What is being asked: Only an exact copy of every record counts as an answer.

Recorded data:
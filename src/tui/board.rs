//! The card grid.
//!
//! Face-down cards show `?` on the theme's card back. Face-up cards show the
//! colour's name on the colour itself, in black or white text picked by YIQ
//! brightness.

use rand::rngs::StdRng;
use rand::{Rng, SeedableRng};
use ratatui::{
    layout::{Alignment, Rect},
    style::{Modifier, Style},
    text::Line,
    widgets::{Block, BorderType, Borders, Paragraph},
    Frame,
};
use std::time::{Duration, Instant};

use super::{AppState, Theme};
use crate::models::{Card, CATALOG};

/// How long the confetti falls after the last pair.
pub const CELEBRATION_DURATION: Duration = Duration::from_millis(3000);

const CONFETTI_PIECES: usize = 48;
const CONFETTI_GLYPHS: [char; 5] = ['*', '+', '•', 'o', '✦'];

const MAX_CARD_WIDTH: u16 = 18;
const MAX_CARD_HEIGHT: u16 = 7;

/// Cursor movement on the grid.
#[derive(Debug, Clone, Copy, PartialEq, Eq)]
pub enum Step {
    /// One row up
    Up,
    /// One row down
    Down,
    /// One column left
    Left,
    /// One column right
    Right,
}

/// Moves `index` one step on a grid of `len` cards laid out in `columns`.
///
/// Moves that would leave the grid keep the cursor where it is.
#[must_use]
pub const fn move_cursor(index: usize, len: usize, columns: usize, step: Step) -> usize {
    if len == 0 || columns == 0 {
        return 0;
    }
    let col = index % columns;
    match step {
        Step::Up if index >= columns => index - columns,
        Step::Down if index + columns < len => index + columns,
        Step::Left if col > 0 => index - 1,
        Step::Right if col + 1 < columns && index + 1 < len => index + 1,
        _ => index,
    }
}

/// Confetti animation started by the final match.
#[derive(Debug, Clone, Copy, PartialEq, Eq)]
pub struct Celebration {
    started: Instant,
    seed: u64,
}

impl Celebration {
    /// Starts the animation at `now`.
    #[must_use]
    pub fn start(now: Instant) -> Self {
        Self {
            started: now,
            seed: rand::thread_rng().gen(),
        }
    }

    /// Whether the confetti is still falling at `now`.
    #[must_use]
    pub fn is_active(&self, now: Instant) -> bool {
        now.saturating_duration_since(self.started) < CELEBRATION_DURATION
    }

    /// Confetti pieces visible in `area` at `now`, as `(x, y, glyph, colour)`.
    #[must_use]
    pub fn pieces(&self, area: Rect, now: Instant) -> Vec<(u16, u16, char, ratatui::style::Color)> {
        if area.width == 0 || area.height == 0 || !self.is_active(now) {
            return Vec::new();
        }

        let elapsed = now.saturating_duration_since(self.started).as_secs_f32();
        let mut rng = StdRng::seed_from_u64(self.seed);
        let mut pieces = Vec::with_capacity(CONFETTI_PIECES);

        for i in 0..CONFETTI_PIECES {
            let x = rng.gen_range(0..area.width);
            let start = rng.gen_range(-f32::from(area.height)..0.0);
            let speed = rng.gen_range(6.0..16.0_f32);
            let glyph = CONFETTI_GLYPHS[rng.gen_range(0..CONFETTI_GLYPHS.len())];

            let y = start + elapsed * speed;
            if y < 0.0 || y >= f32::from(area.height) {
                continue;
            }

            let color = CATALOG[i % CATALOG.len()].rgb().to_ratatui_color();
            pieces.push((area.x + x, area.y + y as u16, glyph, color));
        }

        pieces
    }
}

/// Cell rectangles for every card, centred in `area`.
#[must_use]
pub fn card_areas(area: Rect, card_count: usize, columns: usize) -> Vec<Rect> {
    if card_count == 0 || columns == 0 {
        return Vec::new();
    }
    let rows = card_count.div_ceil(columns);

    let card_width = (area.width / columns as u16).min(MAX_CARD_WIDTH);
    let card_height = (area.height / rows as u16).min(MAX_CARD_HEIGHT);
    let grid_width = card_width * columns as u16;
    let grid_height = card_height * rows as u16;

    let left = area.x + area.width.saturating_sub(grid_width) / 2;
    let top = area.y + area.height.saturating_sub(grid_height) / 2;

    (0..card_count)
        .map(|i| {
            let (row, col) = ((i / columns) as u16, (i % columns) as u16);
            // One column of gap between cards
            Rect::new(
                left + col * card_width,
                top + row * card_height,
                card_width.saturating_sub(1),
                card_height,
            )
        })
        .collect()
}

/// Renders the board and any falling confetti.
pub fn render(f: &mut Frame, area: Rect, state: &AppState, now: Instant) {
    let theme = &state.theme;
    let game = state.session.game();
    let columns = state.session.difficulty().columns();

    let block = Block::default()
        .borders(Borders::ALL)
        .title(format!(
            " Pairs {}/{} ",
            game.pairs_found(),
            state.session.difficulty().pairs()
        ))
        .border_style(Style::default().fg(theme.primary))
        .style(Style::default().bg(theme.background));
    let inner = block.inner(area);
    f.render_widget(block, area);

    let areas = card_areas(inner, game.cards().len(), columns);
    for (index, (card, card_area)) in game.cards().iter().zip(areas).enumerate() {
        render_card(f, card_area, card, index == state.cursor, theme);
    }

    if let Some(celebration) = &state.celebration {
        let buf = f.buffer_mut();
        for (x, y, glyph, color) in celebration.pieces(inner, now) {
            if let Some(cell) = buf.cell_mut((x, y)) {
                cell.set_char(glyph).set_fg(color);
            }
        }
    }
}

fn render_card(f: &mut Frame, area: Rect, card: &Card, selected: bool, theme: &Theme) {
    if area.width < 3 || area.height < 3 {
        return;
    }

    let (fill, text_color, label) = if card.is_face_up() {
        let rgb = card.color.rgb();
        (
            rgb.to_ratatui_color(),
            rgb.contrast_text().to_ratatui_color(),
            card.color.name,
        )
    } else {
        (theme.card_back, theme.card_back_mark, "?")
    };

    let border_style = if selected {
        Style::default()
            .fg(theme.accent)
            .add_modifier(Modifier::BOLD)
    } else if card.is_matched {
        Style::default().fg(theme.success)
    } else {
        Style::default().fg(theme.surface)
    };

    let block = Block::default()
        .borders(Borders::ALL)
        .border_type(if selected {
            BorderType::Thick
        } else {
            BorderType::Rounded
        })
        .border_style(border_style)
        .style(Style::default().bg(fill));
    let inner = block.inner(area);
    f.render_widget(block, area);

    let padding = inner.height.saturating_sub(1) / 2;
    let mut lines = vec![Line::from(""); padding as usize];
    lines.push(Line::from(label));

    let paragraph = Paragraph::new(lines)
        .alignment(Alignment::Center)
        .style(
            Style::default()
                .fg(text_color)
                .bg(fill)
                .add_modifier(Modifier::BOLD),
        );
    f.render_widget(paragraph, inner);
}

Result of this task:
filename src/tui/board.rs
//! The card grid.
//!
//! Face-down cards show `?` on the theme's card back. Face-up cards show the
//! colour's name on the colour itself, in black or white text picked by YIQ
//! brightness.

use rand::rngs::StdRng;
use rand::{Rng, SeedableRng};
use ratatui::{
    layout::{Alignment, Rect},
    style::{Modifier, Style},
    text::Line,
    widgets::{Block, BorderType, Borders, Paragraph},
    Frame,
};
use std::time::{Duration, Instant};

use super::{AppState, Theme};
use crate::models::{Card, CATALOG};

/// How long the confetti falls after the last pair.
pub const CELEBRATION_DURATION: Duration = Duration::from_millis(3000);

const CONFETTI_PIECES: usize = 48;
const CONFETTI_GLYPHS: [char; 5] = ['*', '+', '•', 'o', '✦'];

const MAX_CARD_WIDTH: u16 = 18;
const MAX_CARD_HEIGHT: u16 = 7;

/// Cursor movement on the grid.
#[derive(Debug, Clone, Copy, PartialEq, Eq)]
pub enum Step {
    /// One row up
    Up,
    /// One row down
    Down,
    /// One column left
    Left,
    /// One column right
    Right,
}

/// Moves `index` one step on a grid of `len` cards laid out in `columns`.
///
/// Moves that would leave the grid keep the cursor where it is.
#[must_use]
pub const fn move_cursor(index: usize, len: usize, columns: usize, step: Step) -> usize {
    if len == 0 || columns == 0 {
        return 0;
    }
    let col = index % columns;
    match step {
        Step::Up if index >= columns => index - columns,
        Step::Down if index + columns < len => index + columns,
        Step::Left if col > 0 => index - 1,
        Step::Right if col + 1 < columns && index + 1 < len => index + 1,
        _ => index,
    }
}

/// Confetti animation started by the final match.
#[derive(Debug, Clone, Copy, PartialEq, Eq)]
pub struct Celebration {
    started: Instant,
    seed: u64,
}

impl Celebration {
    /// Starts the animation at `now`.
    #[must_use]
    pub fn start(now: Instant) -> Self {
        Self {
            started: now,
            seed: rand::thread_rng().gen(),
        }
    }

    /// Whether the confetti is still falling at `now`.
    #[must_use]
    pub fn is_active(&self, now: Instant) -> bool {
        now.saturating_duration_since(self.started) < CELEBRATION_DURATION
    }

    /// Confetti pieces visible in `area` at `now`, as `(x, y, glyph, colour)`.
    #[must_use]
    pub fn pieces(&self, area: Rect, now: Instant) -> Vec<(u16, u16, char, ratatui::style::Color)> {
        if area.width == 0 || area.height == 0 || !self.is_active(now) {
            return Vec::new();
        }

        let elapsed = now.saturating_duration_since(self.started).as_secs_f32();
        let mut rng = StdRng::seed_from_u64(self.seed);
        let mut pieces = Vec::with_capacity(CONFETTI_PIECES);

        for i in 0..CONFETTI_PIECES {
            let x = rng.gen_range(0..area.width);
            let start = rng.gen_range(-f32::from(area.height)..0.0);
            let speed = rng.gen_range(6.0..16.0_f32);
            let glyph = CONFETTI_GLYPHS[rng.gen_range(0..CONFETTI_GLYPHS.len())];

            let y = start + elapsed * speed;
            if y < 0.0 || y >= f32::from(area.height) {
                continue;
            }

            let color = CATALOG[i % CATALOG.len()].rgb().to_ratatui_color();
            pieces.push((area.x + x, area.y + y as u16, glyph, color));
        }

        pieces
    }
}

/// Cell rectangles for every card, centred in `area`.
#[must_use]
pub fn card_areas(area: Rect, card_count: usize, columns: usize) -> Vec<Rect> {
    if card_count == 0 || columns == 0 {
        return Vec::new();
    }
    let rows = card_count.div_ceil(columns);

    let card_width = (area.width / columns as u16).min(MAX_CARD_WIDTH);
    let card_height = (area.height / rows as u16).min(MAX_CARD_HEIGHT);
    let grid_width = card_width * columns as u16;
    let grid_height = card_height * rows as u16;

    let left = area.x + area.width.saturating_sub(grid_width) / 2;
    let top = area.y + area.height.saturating_sub(grid_height) / 2;

    (0..card_count)
        .map(|i| {
            let (row, col) = ((i / columns) as u16, (i % columns) as u16);
            // One column of gap between cards
            Rect::new(
                left + col * card_width,
                top + row * card_height,
                card_width.saturating_sub(1),
                card_height,
            )
        })
        .collect()
}

/// Renders the board and any falling confetti.
pub fn render(f: &mut Frame, area: Rect, state: &AppState, now: Instant) {
    let theme = &state.theme;
    let game = state.session.game();
    let columns = state.session.difficulty().columns();

    let block = Block::default()
        .borders(Borders::ALL)
        .title(format!(
            " Pairs {}/{} ",
            game.pairs_found(),
            state.session.difficulty().pairs()
        ))
        .border_style(Style::default().fg(theme.primary))
        .style(Style::default().bg(theme.background));
    let inner = block.inner(area);
    f.render_widget(block, area);

    let areas = card_areas(inner, game.cards().len(), columns);
    for (index, (card, card_area)) in game.cards().iter().zip(areas).enumerate() {
        render_card(f, card_area, card, index == state.cursor, theme);
    }

    if let Some(celebration) = &state.celebration {
        let buf = f.buffer_mut();
        for (x, y, glyph, color) in celebration.pieces(inner, now) {
            if let Some(cell) = buf.cell_mut((x, y)) {
                cell.set_char(glyph).set_fg(color);
            }
        }
    }
}

fn render_card(f: &mut Frame, area: Rect, card: &Card, selected: bool, theme: &Theme) {
    if area.width < 3 || area.height < 3 {
        return;
    }

    let (fill, text_color, label) = if card.is_face_up() {
        let rgb = card.color.rgb();
        (
            rgb.to_ratatui_color(),
            rgb.contrast_text().to_ratatui_color(),
            card.color.name,
        )
    } else {
        (theme.card_back, theme.card_back_mark, "?")
    };

    let border_style = if selected {
        Style::default()
            .fg(theme.accent)
            .add_modifier(Modifier::BOLD)
    } else if card.is_matched {
        Style::default().fg(theme.success)
    } else {
        Style::default().fg(theme.surface)
    };

    let block = Block::default()
        .borders(Borders::ALL)
        .border_type(if selected {
            BorderType::Thick
        } else {
            BorderType::Rounded
        })
        .border_style(border_style)
        .style(Style::default().bg(fill));
    let inner = block.inner(area);
    f.render_widget(block, area);

    let padding = inner.height.saturating_sub(1) / 2;
    let mut lines = vec![Line::from(""); padding as usize];
    lines.push(Line::from(label));

    let paragraph = Paragraph::new(lines)
        .alignment(Alignment::Center)
        .style(
            Style::default()
                .fg(text_color)
                .bg(fill)
                .add_modifier(Modifier::BOLD),
        );
    f.render_widget(paragraph, inner);
}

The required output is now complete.